Stored data
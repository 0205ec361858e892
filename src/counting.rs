//! Unique-identity counting, per video and across a batch.

use std::collections::{BTreeMap, HashSet};
use std::io::Write;
use std::path::Path;

use serde::{Deserialize, Serialize};

use crate::error::Result;
use crate::tracker::ActiveTrack;

/// Accumulates the set of distinct confirmed identities seen in one video.
///
/// Feed it each frame's active set; an identity counts once no matter how
/// many frames it stays visible. Identities are only meaningful within a
/// single video, so counters are never shared or merged.
#[derive(Debug, Default)]
pub struct IdentityCounter {
    seen: HashSet<u64>,
}

impl IdentityCounter {
    pub fn new() -> Self {
        Self::default()
    }

    /// Record the identities active in the current frame.
    pub fn observe(&mut self, active: &[ActiveTrack]) {
        for track in active {
            self.seen.insert(track.track_id);
        }
    }

    /// Number of distinct identities observed so far.
    pub fn count(&self) -> usize {
        self.seen.len()
    }
}

/// Final outcome for one processed video.
#[derive(Debug, Clone, Serialize, Deserialize, PartialEq)]
pub struct VideoOutcome {
    /// Distinct confirmed identities counted. Partial if `error` is set.
    pub count: u64,
    /// Logical frames the tracker consumed.
    pub frames_processed: u64,
    /// Failure indicator: set when processing aborted mid-video.
    #[serde(default, skip_serializing_if = "Option::is_none")]
    pub error: Option<String>,
}

impl VideoOutcome {
    pub fn is_failed(&self) -> bool {
        self.error.is_some()
    }
}

/// Per-batch artifact: one outcome per video plus the summed grand total.
///
/// Totals are sums of per-video counts, never unions: identities from
/// different videos are not comparable.
#[derive(Debug, Clone, Default, Serialize, Deserialize)]
pub struct BatchSummary {
    pub videos: BTreeMap<String, VideoOutcome>,
    pub total: u64,
}

impl BatchSummary {
    pub fn new() -> Self {
        Self::default()
    }

    /// Record one video's outcome and fold its count into the total.
    pub fn record(&mut self, video_id: impl Into<String>, outcome: VideoOutcome) {
        self.total += outcome.count;
        self.videos.insert(video_id.into(), outcome);
    }

    /// Whether any video in the batch failed.
    pub fn has_failures(&self) -> bool {
        self.videos.values().any(VideoOutcome::is_failed)
    }

    /// Persist the summary as JSON, the record consumed downstream.
    pub fn write_json(&self, path: &Path) -> Result<()> {
        let mut file = std::fs::File::create(path)?;
        serde_json::to_writer_pretty(&mut file, self)?;
        file.flush()?;
        Ok(())
    }

    pub fn to_json(&self) -> Result<String> {
        Ok(serde_json::to_string_pretty(self)?)
    }
}

#[cfg(test)]
mod tests {
    use super::*;
    use crate::tracker::Rect;

    fn active(id: u64) -> ActiveTrack {
        ActiveTrack {
            track_id: id,
            bbox: Rect::new(0.0, 0.0, 10.0, 10.0),
        }
    }

    #[test]
    fn test_identity_counted_once() {
        let mut counter = IdentityCounter::new();
        for _ in 0..10 {
            counter.observe(&[active(1)]);
        }
        assert_eq!(counter.count(), 1);
    }

    #[test]
    fn test_distinct_identities_accumulate() {
        let mut counter = IdentityCounter::new();
        counter.observe(&[active(1), active(2)]);
        counter.observe(&[active(2), active(3)]);
        assert_eq!(counter.count(), 3);
    }

    #[test]
    fn test_replaying_a_trace_is_idempotent() {
        let trace: Vec<Vec<ActiveTrack>> = vec![
            vec![active(1)],
            vec![active(1), active(2)],
            vec![],
            vec![active(2)],
        ];

        let run = |trace: &[Vec<ActiveTrack>]| {
            let mut counter = IdentityCounter::new();
            for frame in trace {
                counter.observe(frame);
            }
            counter.count()
        };

        assert_eq!(run(&trace), run(&trace));
        assert_eq!(run(&trace), 2);
    }

    #[test]
    fn test_batch_totals_are_summed_not_unioned() {
        let mut summary = BatchSummary::new();
        summary.record(
            "a.mp4",
            VideoOutcome {
                count: 3,
                frames_processed: 100,
                error: None,
            },
        );
        // Same-looking ids in another video are different physical objects.
        summary.record(
            "b.mp4",
            VideoOutcome {
                count: 3,
                frames_processed: 80,
                error: None,
            },
        );
        assert_eq!(summary.total, 6);
        assert!(!summary.has_failures());
    }

    #[test]
    fn test_failed_video_reports_indicator() {
        let mut summary = BatchSummary::new();
        summary.record(
            "broken.mp4",
            VideoOutcome {
                count: 1,
                frames_processed: 12,
                error: Some("decoder gave up".into()),
            },
        );
        assert!(summary.has_failures());
        let json = summary.to_json().unwrap();
        assert!(json.contains("decoder gave up"));
    }
}
//! Trait for object detection inference backends.

use crate::integration::appearance::FrameView;
use crate::tracker::Rect;

/// One candidate observation from the external detector: a box in pixel
/// TLWH coordinates plus a confidence score.
#[derive(Debug, Clone, Copy)]
pub struct RawDetection {
    pub bbox: Rect,
    pub confidence: f32,
}

/// Trait for object detection inference backends.
///
/// Implement this trait to feed any single-class detection model into the
/// tracking pipeline.
///
/// # Example
///
/// ```ignore
/// use trackcount_rs::{DetectionSource, FrameView, RawDetection};
///
/// struct MyDetector {
///     // Your model here
/// }
///
/// impl DetectionSource for MyDetector {
///     type Error = std::io::Error;
///
///     fn detect(&mut self, frame: &FrameView<'_>) -> Result<Vec<RawDetection>, Self::Error> {
///         // Run inference and return target-class candidates
///         Ok(vec![])
///     }
/// }
/// ```
pub trait DetectionSource {
    /// Error type for detection failures.
    type Error;

    /// Run inference on one frame and return target-class candidates.
    fn detect(&mut self, frame: &FrameView<'_>) -> Result<Vec<RawDetection>, Self::Error>;
}

/// Helper trait for converting model-specific outputs to [`RawDetection`].
pub trait IntoCandidates {
    /// Convert the output into a vector of candidates.
    fn into_candidates(self) -> Vec<RawDetection>;
}

impl IntoCandidates for Vec<RawDetection> {
    fn into_candidates(self) -> Vec<RawDetection> {
        self
    }
}

/// `[x, y, w, h, confidence]` rows, the wire format most detector
/// integrations already produce.
impl IntoCandidates for Vec<[f32; 5]> {
    fn into_candidates(self) -> Vec<RawDetection> {
        self.into_iter()
            .map(|row| RawDetection {
                bbox: Rect::new(row[0], row[1], row[2], row[3]),
                confidence: row[4],
            })
            .collect()
    }
}

#[cfg(test)]
mod tests {
    use super::*;

    #[test]
    fn test_rows_into_candidates() {
        let rows: Vec<[f32; 5]> = vec![[10.0, 20.0, 30.0, 40.0, 0.9]];
        let candidates = rows.into_candidates();
        assert_eq!(candidates.len(), 1);
        assert_eq!(candidates[0].bbox.to_tlwh(), [10.0, 20.0, 30.0, 40.0]);
        assert_eq!(candidates[0].confidence, 0.9);
    }
}
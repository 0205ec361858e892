//! Greedy non-max suppression over candidate boxes.

use crate::tracker::rect::Rect;

/// Suppress redundant overlapping boxes, returning the indices to keep.
///
/// Candidates are visited in confidence order (descending, ties broken by
/// original input order); each kept box discards every remaining box whose
/// IoU with it exceeds `iou_threshold`.
pub fn non_max_suppression(boxes: &[Rect], confidences: &[f32], iou_threshold: f32) -> Vec<usize> {
    debug_assert_eq!(boxes.len(), confidences.len());

    let mut order: Vec<usize> = (0..boxes.len()).collect();
    // Stable sort keeps input order for equal confidences.
    order.sort_by(|&a, &b| {
        confidences[b]
            .partial_cmp(&confidences[a])
            .unwrap_or(std::cmp::Ordering::Equal)
    });

    let mut keep = Vec::new();
    let mut suppressed = vec![false; boxes.len()];

    for (pos, &idx) in order.iter().enumerate() {
        if suppressed[idx] {
            continue;
        }
        keep.push(idx);
        for &other in &order[pos + 1..] {
            if !suppressed[other] && boxes[idx].iou(&boxes[other]) > iou_threshold {
                suppressed[other] = true;
            }
        }
    }

    keep
}

#[cfg(test)]
mod tests {
    use super::*;

    #[test]
    fn test_empty_input() {
        assert!(non_max_suppression(&[], &[], 0.7).is_empty());
    }

    #[test]
    fn test_single_box_kept() {
        let boxes = [Rect::new(0.0, 0.0, 10.0, 10.0)];
        assert_eq!(non_max_suppression(&boxes, &[0.9], 0.7), vec![0]);
    }

    #[test]
    fn test_overlapping_box_suppressed() {
        let boxes = [
            Rect::new(0.0, 0.0, 10.0, 10.0),
            Rect::new(1.0, 1.0, 10.0, 10.0),
            Rect::new(100.0, 100.0, 10.0, 10.0),
        ];
        let keep = non_max_suppression(&boxes, &[0.8, 0.9, 0.7], 0.7);
        // Highest-confidence box wins; near-duplicate is dropped, far box survives.
        assert_eq!(keep, vec![1, 2]);
    }

    #[test]
    fn test_highest_confidence_always_kept() {
        let boxes = [
            Rect::new(0.0, 0.0, 10.0, 10.0),
            Rect::new(0.0, 0.0, 10.0, 10.0),
        ];
        let keep = non_max_suppression(&boxes, &[0.3, 0.95], 0.5);
        assert_eq!(keep, vec![1]);
    }

    #[test]
    fn test_no_kept_pair_exceeds_threshold() {
        let boxes = [
            Rect::new(0.0, 0.0, 10.0, 10.0),
            Rect::new(2.0, 0.0, 10.0, 10.0),
            Rect::new(4.0, 0.0, 10.0, 10.0),
            Rect::new(30.0, 0.0, 10.0, 10.0),
        ];
        let conf = [0.9, 0.8, 0.85, 0.7];
        let thresh = 0.3;
        let keep = non_max_suppression(&boxes, &conf, thresh);
        for (i, &a) in keep.iter().enumerate() {
            for &b in &keep[i + 1..] {
                assert!(boxes[a].iou(&boxes[b]) <= thresh);
            }
        }
    }

    #[test]
    fn test_ties_broken_by_input_order() {
        let boxes = [
            Rect::new(0.0, 0.0, 10.0, 10.0),
            Rect::new(0.5, 0.5, 10.0, 10.0),
        ];
        let keep = non_max_suppression(&boxes, &[0.9, 0.9], 0.5);
        assert_eq!(keep, vec![0]);
    }
}
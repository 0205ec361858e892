//! Builder for creating detection candidates from various input formats.

use crate::integration::detector::RawDetection;
use crate::tracker::Rect;

/// Builder for creating [`RawDetection`] values from the box formats
/// detectors commonly emit.
#[derive(Debug, Clone, Default)]
pub struct DetectionBuilder {
    bbox: Rect,
    confidence: f32,
}

impl DetectionBuilder {
    /// Create a new detection builder.
    pub fn new() -> Self {
        Self::default()
    }

    /// Set bounding box in TLWH format (top-left x, top-left y, width, height).
    pub fn tlwh(mut self, x: f32, y: f32, w: f32, h: f32) -> Self {
        self.bbox = Rect::new(x, y, w, h);
        self
    }

    /// Set bounding box in TLBR format (x1, y1, x2, y2).
    pub fn tlbr(mut self, x1: f32, y1: f32, x2: f32, y2: f32) -> Self {
        self.bbox = Rect::from_tlbr(x1, y1, x2, y2);
        self
    }

    /// Set bounding box in center-XYWH format (center_x, center_y, width, height).
    pub fn xywh(mut self, cx: f32, cy: f32, w: f32, h: f32) -> Self {
        self.bbox = Rect::new(cx - w / 2.0, cy - h / 2.0, w, h);
        self
    }

    /// Set the confidence score.
    pub fn confidence(mut self, confidence: f32) -> Self {
        self.confidence = confidence;
        self
    }

    /// Build the final [`RawDetection`].
    pub fn build(self) -> RawDetection {
        RawDetection {
            bbox: self.bbox,
            confidence: self.confidence,
        }
    }
}

#[cfg(test)]
mod tests {
    use super::*;

    #[test]
    fn test_detection_builder() {
        let det = DetectionBuilder::new()
            .tlbr(10.0, 20.0, 50.0, 80.0)
            .confidence(0.95)
            .build();

        assert_eq!(det.confidence, 0.95);
        assert_eq!(det.bbox.to_tlwh(), [10.0, 20.0, 40.0, 60.0]);
    }

    #[test]
    fn test_xywh_centers_the_box() {
        let det = DetectionBuilder::new()
            .xywh(50.0, 50.0, 20.0, 10.0)
            .confidence(0.5)
            .build();

        assert_eq!(det.bbox.to_tlwh(), [40.0, 45.0, 20.0, 10.0]);
    }
}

Directions for this task
Find each line in the records holding the string "Deserialize" and show it.

Solution
use serde::{Deserialize, Serialize};
#[derive(Debug, Clone, Serialize, Deserialize, PartialEq)]
#[derive(Debug, Clone, Default, Serialize, Deserialize)]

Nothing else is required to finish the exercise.